The broader markets saw BSE100 gain 0.05 per cent while BSE200 and BSE500 lost 0.10 per cent and 0.02 per cent respectively. BSEMIDCAP lost 0.81 per cent while BSE SMALLCAP was up 0.79 per cent. Very clearly the breadth is yet to move with the benchmark indices.

The Indian Rupee lost 20 paisa or 0.24 per cent to close at Rs 83.24 to the US Dollar. Dow Jones lost on three of the five trading sessions and gained on two sessions. At the end of the week, Dow Jones was down 99.92 points or 0.30 per cent to close at 33,407.58 points.

In primary market news, we saw three listings during the week. The first to list was JSW Infrastructure Limited which had issued shares at Rs 119. The share had a stellar listing and closed on debut at Rs 157.30, a gain of Rs 38.30 or 32.18 per cent. By the end of the week, they gained further to close at Rs 171.60, a gain of Rs 52.30 or 44.20 per cent.

The second share to list was facility management company, Updater Services Limited, which had issued shares at Rs 300. The share is still struggling to close at or above its issue price. The share listed on Wednesday and closed at Rs 283.85, a loss of Rs 16.15 or -5.38 per cent. In the remaining two days of the week, it gained marginally to close at Rs 285.40, a loss of Rs 14.60 or -4.87 per cent.

The third and final share to list was Valiant Laboratories Limited which had issued shares at Rs 140. The share which listed on Friday had an excellent start and closed at upper circuit.

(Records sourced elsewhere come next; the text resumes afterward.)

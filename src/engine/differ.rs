//! Plan diff display

use colored::Colorize;
use declarative::{Change, PlanDiff, PlannedChange, ResourceKind, group_by_kind};

use crate::ui;

fn kind_title(kind: ResourceKind) -> &'static str {
    match kind {
        ResourceKind::Network => "Networks",
        ResourceKind::Subnet => "Subnets",
        ResourceKind::SecurityGroup => "Security groups",
        ResourceKind::Instance => "Instances",
        ResourceKind::LaunchTemplate => "Launch templates",
        ResourceKind::LoadBalancer => "Load balancers",
        ResourceKind::TargetGroup => "Target groups",
        ResourceKind::AutoScalingGroup => "Auto-scaling groups",
        ResourceKind::IamRole => "IAM roles",
        ResourceKind::InstanceProfile => "Instance profiles",
        ResourceKind::GatewayEndpoint => "Gateway endpoints",
    }
}

fn describe(change: &PlannedChange) -> String {
    match change.change {
        Change::Create => "(not provisioned)".to_string(),
        Change::Delete => "(will delete)".to_string(),
        Change::NoChange => "(up to date)".to_string(),
        Change::Update | Change::Replace if change.changed_fields.is_empty() => {
            "(configuration changed)".to_string()
        }
        Change::Update => format!("changed: {}", change.changed_fields.join(", ")),
        Change::Replace => format!(
            "changed: {} (forces replacement)",
            change.changed_fields.join(", ")
        ),
    }
}

/// Display a plan diff grouped by kind.
///
/// Unchanged resources are listed only when `show_unchanged` is set. With
/// `show_config`, updates and replacements also print a line diff of the
/// last applied configuration against the desired one.
pub fn display_diff(diff: &PlanDiff, show_unchanged: bool, show_config: bool) {
    let summary = diff.summary();
    if !summary.has_changes() && !show_unchanged {
        println!();
        println!(
            "  {} No changes. {} resources up to date.",
            "✓".green(),
            summary.unchanged
        );
        return;
    }

    println!();
    println!(
        "┌─ {} ─────────────────────────────────────────┐",
        "Stack Plan".bold()
    );
    println!("│");

    for (kind, changes) in group_by_kind(&diff.changes) {
        let shown: Vec<_> = changes
            .into_iter()
            .filter(|c| show_unchanged || c.change.is_mutation())
            .collect();
        if shown.is_empty() {
            continue;
        }
        println!("│ {}", kind_title(kind).bold());

        for change in shown {
            println!(
                "│   {:<3} {:<30} {}",
                ui::change_symbol(change.change),
                change.id.as_str(),
                describe(change).dimmed()
            );
            if show_config && matches!(change.change, Change::Update | Change::Replace) {
                print_config_diff(change);
            }
        }
        println!("│");
    }

    println!("├─────────────────────────────────────────────────────┤");
    println!(
        "│ Plan: {} to create, {} to update, {} to replace, {} to delete, {} unchanged",
        summary.creates.to_string().green(),
        summary.updates.to_string().yellow(),
        summary.replaces.to_string().magenta(),
        summary.deletes.to_string().red(),
        summary.unchanged.to_string().dimmed()
    );
    println!("└─────────────────────────────────────────────────────┘");
}

/// Print a line diff of the pretty-printed configurations
fn print_config_diff(change: &PlannedChange) {
    let (Some(before), Some(after)) = (&change.before, &change.after) else {
        return;
    };
    let (Ok(before), Ok(after)) = (
        serde_json::to_string_pretty(before),
        serde_json::to_string_pretty(after),
    ) else {
        return;
    };

    let before = before + "\n";
    let after = after + "\n";
    let diff = similar::TextDiff::from_lines(&before, &after);
    for line in diff.iter_all_changes() {
        match line.tag() {
            similar::ChangeTag::Delete => print!("│       {}", format!("- {line}").red()),
            similar::ChangeTag::Insert => print!("│       {}", format!("+ {line}").green()),
            similar::ChangeTag::Equal => {}
        }
    }
}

The share closed at Rs 169.05, a gain of Rs 29.05 or 20.75 per cent.

It appears there is a brief hiatus in the markets as far as primary markets are concerned. Its more to do with two reasons, firstly that the validity of documents with March results or financials is over for purposes of bringing IPOs. The second is investors consider this period inauspicious and refrain from investing in IPOs. Whatever be the reason, the break is well appreciated as the pace of IPOs had become a bit too much. September saw as many as 11 issues list on the main board and there have been as many as three listings in October so far.

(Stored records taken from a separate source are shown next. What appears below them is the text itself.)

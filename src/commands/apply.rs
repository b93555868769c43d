use anyhow::{Context as AnyhowContext, Result, bail};
use chrono::Utc;
use declarative::{build_plan, collect};

use crate::Context;
use crate::cli::ApplyArgs;
use crate::engine::{self, ExecuteOptions, Stack};
use crate::state::{RunKind, RunRecord};
use crate::ui;

pub fn run(ctx: &Context, args: ApplyArgs) -> Result<()> {
    let stack = Stack::load(ctx)?;
    let plan = build_plan(&stack.topology)
        .context("Could not order resources")?
        .filter_by_target(args.target.as_deref());

    if plan.is_empty() {
        super::nothing_targeted(args.target.as_deref());
        return Ok(());
    }

    if !ctx.quiet {
        ui::header(&format!("Applying {}", stack.name()));
    }

    let provider = stack.provider()?;
    let opts = ExecuteOptions {
        dry_run: args.dry_run,
        jobs: args.jobs,
        yes: args.yes,
        verbose: ctx.verbose > 0,
        quiet: ctx.quiet,
    };

    let started_at = Utc::now();
    let Some(report) = engine::execute(&plan, &provider, &opts)? else {
        return Ok(());
    };

    let summary = report.summary();
    if args.dry_run {
        if !summary.is_success() {
            bail!("{} resources could not be read", summary.failed);
        }
        return Ok(());
    }

    let outputs = collect(stack.topology.outputs(), &report.state);
    if !ctx.quiet {
        super::output::print_outputs(stack.topology.outputs(), &outputs);
    }

    let record = RunRecord::from_report(stack.name(), RunKind::Apply, started_at, &report, &outputs);
    let path = record.save(&stack.record_path())?;
    log::info!("Run record written to {}", path.display());

    if !report.is_success() {
        bail!(
            "{} of {} operations failed ({} skipped)",
            summary.failed,
            summary.total(),
            summary.skipped
        );
    }
    Ok(())
}
mod cli;
mod commands;
mod config;
mod engine;
mod paths;
mod progress;
mod schema;
mod state;
mod ui;

use anyhow::Result;
use clap::{CommandFactory, Parser};
use clap_complete::generate;
use cli::{Cli, Command};
use std::io;
use std::path::PathBuf;

/// Global context for the application
pub struct Context {
    pub verbose: u8,
    pub quiet: bool,
    /// Stack document
    pub file: PathBuf,
    /// `--state-dir`, when given
    pub state_dir: Option<PathBuf>,
}

fn main() -> Result<()> {
    let cli = Cli::parse();

    // Initialize logging based on verbosity
    let log_level = match cli.verbose {
        0 => log::LevelFilter::Warn,
        1 => log::LevelFilter::Info,
        2 => log::LevelFilter::Debug,
        _ => log::LevelFilter::Trace,
    };

    env_logger::Builder::new()
        .filter_level(if cli.quiet {
            log::LevelFilter::Error
        } else {
            log_level
        })
        .format_timestamp(None)
        .init();

    let ctx = Context {
        verbose: cli.verbose,
        quiet: cli.quiet,
        file: cli.file,
        state_dir: cli.state_dir,
    };

    match cli.command {
        Command::Plan(args) => commands::plan::run(&ctx, args),
        Command::Apply(args) => commands::apply::run(&ctx, args),
        Command::Destroy(args) => commands::destroy::run(&ctx, args),
        Command::Output(args) => commands::output::run(&ctx, args),
        Command::Validate => commands::validate::run(&ctx),
        Command::Graph => commands::graph::run(&ctx),
        Command::Completions { shell } => {
            let mut cmd = Cli::command();
            generate(shell, &mut cmd, "stackform", &mut io::stdout());
            Ok(())
        }
    }
}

RBI in its monetary policy review kept key lending rates unchanged on expected lines.

In global news, there was a sudden firing on the Israel-Palestine front which had led to a declaration of war. One does not know what would be the developments of this war and how things would shape up. However, in the short term it's one more uncertainty in global events.

SEBI is looking at the possibility of allowing trading in fractions of shares. When this becomes operative is not yet certain but would allow people to own shares which are expensive in absolute terms. Say for example an MRF which trades at Rs 1,07,500 or Page Industries which trades at Rs 39,400. This will bring about affordability in ownership of a different kind. Early days but distinct possibility.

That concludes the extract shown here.